As someone who maintains or creates content for an NIU website, it’s important for you to know about web accessibility. Since NIU is a state institution, we’re required to make sure that our websites are accessible to people with disabilities.
People with disabilities may use assistive technologies to gain information from a website. There are many kinds of assistive technologies. A screen reader is a kind of assistive technology that reads the text in a digital document out loud. It can help a user quickly locate headings, links and other information on a webpage.
When you’re working on an NIU webpage, keep accessibility in mind. Think about how your content would work with assistive technologies like screen readers. Ask yourself the following questions to check for some common accessibility issues.
Am I using headings correctly?
Headings are an important part of your content. They make it easy for visitors to skim a page and locate information. Use them to organize your content and break large amounts of text into manageable chunks.
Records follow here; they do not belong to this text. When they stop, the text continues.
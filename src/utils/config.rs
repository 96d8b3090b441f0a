//! Configuration and constants for the CLI.
//!
//! Settings are layered: command-line flags and `PPROF_EXPORTER_*` environment
//! variables (both handled by clap) take precedence over the TOML config file,
//! which takes precedence over values detected from the git checkout, which
//! take precedence over the defaults below. The result is a single
//! [`ExportConfig`] value that the export command receives explicitly.

use super::error::ConfigError;
use super::git::GitInfo;
use crate::driver::Granularity;
use log::debug;
use serde::Deserialize;
use std::path::{Path, PathBuf};
use std::time::Duration;

/// Default timeout for collector requests
pub const DEFAULT_HTTP_TIMEOUT: Duration = Duration::from_secs(30);

pub const DEFAULT_CODEPERF_URL: &str = "https://codeperf.io";
pub const DEFAULT_API_URL: &str = "https://api.codeperf.io";
pub const DEFAULT_LOCAL_FILENAME: &str = "profile.json";
pub const DEFAULT_GO_BINARY: &str = "go";

// Node/edge pruning thresholds handed to pprof
pub const DEFAULT_NODE_FRACTION: f64 = 0.05;
pub const DEFAULT_EDGE_FRACTION: f64 = 0.01;

/// Name of the config file looked up in the home directory
pub const CONFIG_FILE_NAME: &str = ".pprof-exporter.toml";

/// A partially specified configuration layer.
///
/// Used both for the TOML file and for the values coming from the command
/// line, so the layers can be merged field by field.
#[derive(Debug, Clone, Default, PartialEq, Deserialize)]
#[serde(default, rename_all = "kebab-case", deny_unknown_fields)]
pub struct PartialConfig {
    pub bench: Option<String>,
    pub git_org: Option<String>,
    pub git_repo: Option<String>,
    pub git_commit: Option<String>,
    pub local: Option<bool>,
    pub local_filename: Option<PathBuf>,
    pub folded_output: Option<PathBuf>,
    pub codeperf_url: Option<String>,
    pub api_url: Option<String>,
    pub granularities: Option<Vec<Granularity>>,
    pub node_fraction: Option<f64>,
    pub edge_fraction: Option<f64>,
    pub go_binary: Option<String>,
}

impl PartialConfig {
    /// Fill every unset field of `self` from `lower`.
    pub fn or(self, lower: PartialConfig) -> PartialConfig {
        PartialConfig {
            bench: self.bench.or(lower.bench),
            git_org: self.git_org.or(lower.git_org),
            git_repo: self.git_repo.or(lower.git_repo),
            git_commit: self.git_commit.or(lower.git_commit),
            local: self.local.or(lower.local),
            local_filename: self.local_filename.or(lower.local_filename),
            folded_output: self.folded_output.or(lower.folded_output),
            codeperf_url: self.codeperf_url.or(lower.codeperf_url),
            api_url: self.api_url.or(lower.api_url),
            granularities: self.granularities.or(lower.granularities),
            node_fraction: self.node_fraction.or(lower.node_fraction),
            edge_fraction: self.edge_fraction.or(lower.edge_fraction),
            go_binary: self.go_binary.or(lower.go_binary),
        }
    }

    /// Resolve the layered values into a complete config.
    ///
    /// Git fields missing from every layer fall back to `detected`.
    pub fn resolve(self, detected: &GitInfo) -> ExportConfig {
        ExportConfig {
            bench: self.bench.unwrap_or_default(),
            git_org: self
                .git_org
                .or_else(|| detected.org.clone())
                .unwrap_or_default(),
            git_repo: self
                .git_repo
                .or_else(|| detected.repo.clone())
                .unwrap_or_default(),
            git_commit: self
                .git_commit
                .or_else(|| detected.commit.clone())
                .unwrap_or_default(),
            local: self.local.unwrap_or(false),
            local_filename: self
                .local_filename
                .unwrap_or_else(|| PathBuf::from(DEFAULT_LOCAL_FILENAME)),
            folded_output: self.folded_output,
            codeperf_url: self
                .codeperf_url
                .unwrap_or_else(|| DEFAULT_CODEPERF_URL.to_string()),
            api_url: self.api_url.unwrap_or_else(|| DEFAULT_API_URL.to_string()),
            granularities: self.granularities.unwrap_or_else(Granularity::all),
            node_fraction: self.node_fraction.unwrap_or(DEFAULT_NODE_FRACTION),
            edge_fraction: self.edge_fraction.unwrap_or(DEFAULT_EDGE_FRACTION),
            go_binary: self
                .go_binary
                .unwrap_or_else(|| DEFAULT_GO_BINARY.to_string()),
        }
    }
}

/// Fully resolved settings for one export run
#[derive(Debug, Clone, PartialEq)]
pub struct ExportConfig {
    /// Benchmark name the profile belongs to
    pub bench: String,
    pub git_org: String,
    pub git_repo: String,
    pub git_commit: String,

    /// Write artifacts to disk instead of pushing them to the collector
    pub local: bool,

    /// Base path for local artifacts (see [`crate::output::artifact_path`])
    pub local_filename: PathBuf,

    /// Where to write the merged stacks in folded format, if anywhere
    pub folded_output: Option<PathBuf>,

    /// Public codeperf site, used for the result link
    pub codeperf_url: String,

    /// Collector API base URL
    pub api_url: String,

    /// Report granularities to render, in order
    pub granularities: Vec<Granularity>,

    pub node_fraction: f64,
    pub edge_fraction: f64,

    /// Go toolchain binary used to run `go tool pprof`
    pub go_binary: String,
}

impl Default for ExportConfig {
    fn default() -> Self {
        PartialConfig::default().resolve(&GitInfo::default())
    }
}

impl ExportConfig {
    /// Check the config is usable for an export run
    pub fn validate(&self) -> Result<(), ConfigError> {
        if self.bench.trim().is_empty() {
            return Err(ConfigError::Invalid("benchmark name (--bench) is required".into()));
        }

        if self.granularities.is_empty() {
            return Err(ConfigError::Invalid(
                "at least one report granularity is required".into(),
            ));
        }

        for (name, value) in [
            ("node fraction", self.node_fraction),
            ("edge fraction", self.edge_fraction),
        ] {
            if !(0.0..=1.0).contains(&value) {
                return Err(ConfigError::Invalid(format!(
                    "{} must be between 0 and 1, got {}",
                    name, value
                )));
            }
        }

        if self.go_binary.trim().is_empty() {
            return Err(ConfigError::Invalid("go binary cannot be empty".into()));
        }

        if self.local {
            if self.local_filename.as_os_str().is_empty() {
                return Err(ConfigError::Invalid("local filename cannot be empty".into()));
            }
            return Ok(());
        }

        for (flag, value) in [
            ("--git-org", &self.git_org),
            ("--git-repo", &self.git_repo),
            ("--git-hash", &self.git_commit),
        ] {
            if value.trim().is_empty() {
                return Err(ConfigError::Invalid(format!(
                    "{} is required when pushing to the remote collector",
                    flag
                )));
            }
        }

        for (name, url) in [("codeperf URL", &self.codeperf_url), ("API URL", &self.api_url)] {
            if !url.starts_with("http://") && !url.starts_with("https://") {
                return Err(ConfigError::Invalid(format!(
                    "{} must start with http:// or https://",
                    name
                )));
            }
        }

        Ok(())
    }
}

/// Load the TOML config layer.
///
/// An explicit `path` must exist. Without one, `~/.pprof-exporter.toml` is
/// read when present and an empty layer is returned otherwise.
pub fn load_config_file(path: Option<&Path>) -> Result<PartialConfig, ConfigError> {
    let path = match path {
        Some(p) => p.to_path_buf(),
        None => match default_config_path() {
            Some(p) if p.is_file() => p,
            _ => return Ok(PartialConfig::default()),
        },
    };

    debug!("Reading config file: {}", path.display());
    let content = std::fs::read_to_string(&path)?;
    parse_config(&content)
}

/// Parse a TOML config layer from a string
pub fn parse_config(content: &str) -> Result<PartialConfig, ConfigError> {
    Ok(toml::from_str(content)?)
}

fn default_config_path() -> Option<PathBuf> {
    std::env::var_os("HOME").map(|home| PathBuf::from(home).join(CONFIG_FILE_NAME))
}

#[cfg(test)]
mod tests {
    use super::*;

    #[test]
    fn test_cli_layer_wins_over_file() {
        let cli = PartialConfig {
            bench: Some("BenchmarkFoo".into()),
            ..Default::default()
        };
        let file = PartialConfig {
            bench: Some("BenchmarkBar".into()),
            api_url: Some("http://localhost:8080".into()),
            ..Default::default()
        };

        let merged = cli.or(file);
        assert_eq!(merged.bench.as_deref(), Some("BenchmarkFoo"));
        assert_eq!(merged.api_url.as_deref(), Some("http://localhost:8080"));
    }

    #[test]
    fn test_detected_git_info_is_fallback() {
        let detected = GitInfo {
            org: Some("codeperfio".into()),
            repo: Some("example-go".into()),
            commit: Some("1e872b5".into()),
        };
        let config = PartialConfig {
            git_repo: Some("other".into()),
            ..Default::default()
        }
        .resolve(&detected);

        assert_eq!(config.git_org, "codeperfio");
        assert_eq!(config.git_repo, "other");
        assert_eq!(config.git_commit, "1e872b5");
    }
}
Be sure to use heading formatting for a heading. If you use bold instead of a heading tag, a screen reader won’t recognize it as a heading.
Are my links easy to understand?
When a visitor skims a page to locate information, they’re likely to focus on headings and links. If a link says “click here,” it doesn’t provide any clues about the link’s destination. Be sure to use language that makes your links understandable out of context.
Instead of this: For more information about assistive technologies, click here.
Try this: Learn more about assistive technologies.
Do my images have alternative text?
You should include alternative text for any image on your webpage that isn’t purely decorative. The alternative text should give a brief description of the image. The alternative text will display if the image can’t be shown or if a visitor is using a screen reader.
If an image on your webpage is there only for decorative purposes, be sure to check the Decorative Image box in Cascade.